PROBLEM TO SOLVE
Return the data below exactly, but only from the line containing "traces, and configuration." through the line containing "trace files, config).", with both of those lines included.

---------- TASK INPUTS ----------

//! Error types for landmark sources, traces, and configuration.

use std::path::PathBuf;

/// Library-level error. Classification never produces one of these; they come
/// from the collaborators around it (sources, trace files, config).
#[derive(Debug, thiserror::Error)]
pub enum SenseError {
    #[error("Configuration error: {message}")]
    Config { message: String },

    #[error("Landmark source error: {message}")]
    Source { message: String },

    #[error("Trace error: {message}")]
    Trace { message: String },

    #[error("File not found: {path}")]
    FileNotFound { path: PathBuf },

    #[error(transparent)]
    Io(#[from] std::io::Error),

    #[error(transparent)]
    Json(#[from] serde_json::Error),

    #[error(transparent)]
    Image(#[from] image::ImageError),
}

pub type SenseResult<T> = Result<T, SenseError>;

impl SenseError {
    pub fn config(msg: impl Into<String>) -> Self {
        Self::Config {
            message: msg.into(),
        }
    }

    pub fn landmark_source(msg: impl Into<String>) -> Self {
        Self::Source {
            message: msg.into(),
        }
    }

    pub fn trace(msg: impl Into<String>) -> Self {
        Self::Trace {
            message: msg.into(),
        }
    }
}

----------
---------- TASK INPUTS ----------

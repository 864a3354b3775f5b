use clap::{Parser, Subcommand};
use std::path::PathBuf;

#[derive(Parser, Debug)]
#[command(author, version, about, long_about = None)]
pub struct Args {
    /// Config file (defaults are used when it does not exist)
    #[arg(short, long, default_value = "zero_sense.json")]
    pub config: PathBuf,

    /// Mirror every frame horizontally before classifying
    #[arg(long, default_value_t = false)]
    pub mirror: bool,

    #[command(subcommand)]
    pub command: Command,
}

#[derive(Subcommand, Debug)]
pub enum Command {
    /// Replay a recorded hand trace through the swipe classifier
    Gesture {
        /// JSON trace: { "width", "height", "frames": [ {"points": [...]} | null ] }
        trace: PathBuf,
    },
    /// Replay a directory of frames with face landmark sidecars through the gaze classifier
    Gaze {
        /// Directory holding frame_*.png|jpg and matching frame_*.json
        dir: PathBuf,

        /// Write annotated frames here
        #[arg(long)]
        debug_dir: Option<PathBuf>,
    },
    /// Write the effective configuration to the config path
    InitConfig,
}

----------

ANSWER SPACE
//! Error types for landmark sources, traces, and configuration.

use std::path::PathBuf;

/// Library-level error. Classification never produces one of these; they come
/// from the collaborators around it (sources, trace files, config).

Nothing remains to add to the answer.